The town fire department flew their flag at half mast yesterday for us. And they have set up snowplowing for the whole winter, along with plans to bring the ladder truck over on Sunday afternoon to put up our Christmas lights. They were desperate to do something - and here I was feeling bad for the poor ambulance driver who I basically tossed Nora at on Friday and screamed for him to help us. For most of the emergency/health care professionals we have worked with over the past 3 days, this is the first time they have dealt with something like this. They seem just as heartbroken as Aaron and I. And it is amazing the support they have given us.

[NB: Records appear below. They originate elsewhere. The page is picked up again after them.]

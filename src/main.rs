// CLI for the acupressure diagnosis system
// locate <CODE> | diagnose <SYMPTOM> | symptoms | export [DIR]

use anyhow::{Context, Result};
use std::env;
use std::fs;
use std::path::PathBuf;

use acupressure_diagnosis::{
    config, export, normalize, DiagnosisEngine, DiagnosisOutcome, ImageArchive, LocatedPoint,
    ResolvedPoint, VERSION,
};

fn main() -> Result<()> {
    let args: Vec<String> = env::args().collect();

    match args.get(1).map(String::as_str) {
        Some("locate") => run_locate(args.get(2).map(String::as_str))?,
        Some("diagnose") => run_diagnose(args.get(2).map(String::as_str))?,
        Some("symptoms") => run_symptoms()?,
        Some("export") => run_export(args.get(2).map(String::as_str))?,
        _ => print_usage(),
    }

    Ok(())
}

fn print_usage() {
    println!("🎯 Acupressure Diagnosis System v{}", VERSION);
    println!();
    println!("Usage:");
    println!("  acupressure-diagnosis locate <CODE>        Point details + image links");
    println!("  acupressure-diagnosis diagnose <SYMPTOM>   Recommended points for a symptom");
    println!("  acupressure-diagnosis diagnose --list      List all symptoms");
    println!("  acupressure-diagnosis symptoms             List all symptoms");
    println!("  acupressure-diagnosis export [DIR]         Generate the static site (default: docs)");
    println!();
    println!("Examples:");
    println!("  acupressure-diagnosis locate GB30");
    println!("  acupressure-diagnosis diagnose \"low back pain\"");
    println!("  acupressure-diagnosis diagnose nausea");
}

fn engine() -> Result<DiagnosisEngine> {
    Ok(DiagnosisEngine::with_source(config::resolve_database(
        None,
    )?))
}

// ============================================================================
// LOCATE
// ============================================================================

fn run_locate(code: Option<&str>) -> Result<()> {
    let Some(code) = code else {
        print_usage();
        return Ok(());
    };

    let engine = engine()?;
    match engine.locate(code) {
        Some(located) => {
            print_located(&located);

            let key = normalize::canonical_key(code);
            let output_file = format!("acupoint_{}_info.json", key);
            let json = serde_json::to_string_pretty(&located)?;
            fs::write(&output_file, json)
                .with_context(|| format!("Failed to write {}", output_file))?;
            println!("\n✅ JSON saved to: {}", output_file);
        }
        None => {
            println!("❌ Acupoint '{}' not found in database.", code);
            println!("Available: {}", engine.catalog().codes().join(", "));
        }
    }
    Ok(())
}

fn print_located(located: &LocatedPoint) {
    let record = located.record;
    println!("\n{}", "=".repeat(60));
    println!(
        "穴位: {} - {} ({})",
        record.code, record.chinese_name, record.english_name
    );
    println!("经络: {} ({})", record.meridian_chinese, record.meridian);
    println!("{}", "=".repeat(60));

    println!("\n📍 标准定位:");
    println!("   {}", record.standard_location);
    println!("   {}", record.standard_location_en);

    println!("\n👆 简便取穴法:");
    println!("   {}", record.simple_method);
    println!("   {}", record.simple_method_en);

    println!("\n🔬 解剖位置:");
    println!("   {}", record.anatomical);

    println!("\n💊 主治 (Indications):");
    for indication in record.indications {
        println!("   • {}", indication);
    }

    println!("\n⚡ 功效 (Functions):");
    for function in record.functions {
        println!("   • {}", function);
    }

    if let Some(caution) = record.caution {
        println!("\n⚠️  注意: {}", caution);
    }

    println!("\n🖼️ 图片资源 (Image Sources):");
    for (i, source) in located.image_sources.iter().enumerate() {
        println!("   {}. [{}] ({})", i + 1, source.name, source.source_type);
        println!("      {}", source.url);
    }
}

// ============================================================================
// DIAGNOSE
// ============================================================================

fn run_diagnose(query: Option<&str>) -> Result<()> {
    let Some(query) = query else {
        print_usage();
        return Ok(());
    };

    if query == "--list" {
        return run_symptoms();
    }

    let engine = engine()?;
    let outcome = engine.diagnose(query)?;
    print_diagnosis(&outcome);

    if outcome.is_success() {
        let output_file = format!(
            "diagnosis_{}.json",
            query.replace(' ', "_").replace('/', "_")
        );
        let json = serde_json::to_string_pretty(&outcome)?;
        fs::write(&output_file, json)
            .with_context(|| format!("Failed to write {}", output_file))?;
        println!("✅ JSON saved to: {}", output_file);
    }
    Ok(())
}

fn print_diagnosis(outcome: &DiagnosisOutcome) {
    let report = match outcome {
        DiagnosisOutcome::Match(report) => report,
        DiagnosisOutcome::NoMatch(miss) => {
            println!("\n❌ {}\n", miss.error);
            println!("Available symptoms:");
            for symptom in &miss.available_symptoms {
                println!("  • {}", symptom);
            }
            return;
        }
    };

    println!("\n{}", "=".repeat(70));
    println!("🩺 症状诊断: {}", report.symptom);
    println!("{}", "=".repeat(70));

    for (i, point) in report.acupoints.iter().enumerate() {
        println!("\n{}", "─".repeat(70));
        println!(
            "【穴位 {}】{} - {} ({})",
            i + 1,
            point.code(),
            point.chinese_name().unwrap_or(""),
            point.name()
        );
        println!("经络: {}", point.meridian());

        match point {
            ResolvedPoint::Enriched(p) => {
                if !p.caution.is_empty() {
                    println!("⚠️  注意: {}", p.caution);
                }
                println!("\n📍 定位:");
                println!("   标准: {}", p.standard_location);
                println!("   EN: {}", p.standard_location_en);
                println!("\n👆 简便取穴:");
                println!("   {}", p.simple_method);
                println!("   {}", p.simple_method_en);
            }
            ResolvedPoint::Reduced(p) => {
                println!("\n👆 简便取穴:");
                println!("   {}", p.basic_hint);
            }
        }

        if !point.notes().is_empty() {
            println!("\n💡 提示: {}", point.notes());
        }

        println!("\n🖼️ 图片资源 (点击查看位置):");
        for (j, source) in point.image_sources().iter().take(5).enumerate() {
            println!("   {}. [{}] {}", j + 1, source.name, source.url);
        }
    }

    println!("\n{}", "=".repeat(70));
    println!("⚠️  {}", report.disclaimer);
    println!("{}\n", "=".repeat(70));
}

// ============================================================================
// SYMPTOMS
// ============================================================================

fn run_symptoms() -> Result<()> {
    let db = config::resolve_database(None)?.load()?;
    println!("\n📋 可查询症状列表:\n");
    for (i, symptom) in db.symptom_names().iter().enumerate() {
        println!("  {}. {}", i + 1, symptom);
    }
    Ok(())
}

// ============================================================================
// EXPORT
// ============================================================================

fn run_export(output_dir: Option<&str>) -> Result<()> {
    let output_dir = PathBuf::from(output_dir.unwrap_or("docs"));

    println!("{}", "=".repeat(50));
    println!("生成静态网站文件...");
    println!("{}", "=".repeat(50));

    let server_config = config::ServerConfig::from_env();
    let engine = DiagnosisEngine::with_source(config::resolve_database(
        server_config.database_path.as_deref(),
    )?);
    let image_archive = ImageArchive::new(
        server_config.image_dir.clone(),
        server_config.chinese_image_dir.clone(),
    );

    let summary = export::generate_site(&engine, &image_archive, &output_dir)?;

    println!("✓ Generated symptoms.json ({} symptoms)", summary.symptoms);
    println!("✓ Generated acupoints.json ({} acupoints)", summary.acupoints);
    println!("✓ Generated {} acupoint detail files", summary.acupoints);
    println!("✓ Generated {} diagnose files", summary.diagnose_files);
    println!(
        "✓ Copied {} images, wrote {} image indexes",
        summary.images_copied, summary.image_indexes
    );
    println!("✓ Generated keyword_mapping.json");
    println!("✓ Generated plugin files (ai-plugin.json, openapi.yaml)");
    println!("✓ Generated index.html");

    println!("{}", "=".repeat(50));
    println!("✅ 完成！静态文件已生成到 {}/ 目录", output_dir.display());
    println!();
    println!("下一步：");
    println!("1. 创建 GitHub 仓库");
    println!("2. 推送代码");
    println!("3. 在 Settings > Pages 启用 GitHub Pages (选择 docs/ 目录)");
    println!("4. 修改 docs/.well-known/ai-plugin.json 和 docs/openapi.yaml 中的域名");
    println!("{}", "=".repeat(50));

    Ok(())
}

Maggie is doing wonderfully. We got home from the hospital last night. She was in the hospital for 48 hour observation pending results from her and Nora's blood work, and also putting her on a broad spectrum of antibiotics for safety. The first blood work results on Maggie came back with bacteria in it - but my doc was pretty sure it was a contaminated sample (the bacteria was a bacteria commonly found on the skin), but until the confirmed otherwise, would continue her on antibiotics. By Monday, we were sure it was a contaminated sample, so they drew another, and by noon yesterday we had confirmation that nothing was wrong with her (and second opinions confirming that again) so we brought her home. And she's been wonderful. She had a bottle at 8 PM, slept until 11, another bottle at 2:30, and then slept until 5:30. We managed to sleep also - which to me was a small miracle... but every time we heard her little 'chirp' from her bed (which we moved to within arms reach of my side of the bed) both of us would giggle a little. My one moment of panic was that she woke up at 5:30, but was mostly just chirping (which for her is a warm up to full on screaming. The girl knows when she wants to eat). I was just laying there waiting for her to really wake up - because she is easier to feed that way. Well, I guess we both feel asleep again, because I woke up at 6:30 in a total panic that she was quiet again, and ripped her out of bed (she was sound asleep and totally fine. The girl is going to have no startle reflex when she is older). I'm sure it was easier for her to sleep here than at the hospital where she was hooked up to the IV and what seemed like a million monitors.
I am so thankful that I am am surrounded by this wonderful community that is just allowing me to concentrate on my Maggie, Hulk and our grief. Everything else is totally taken care of.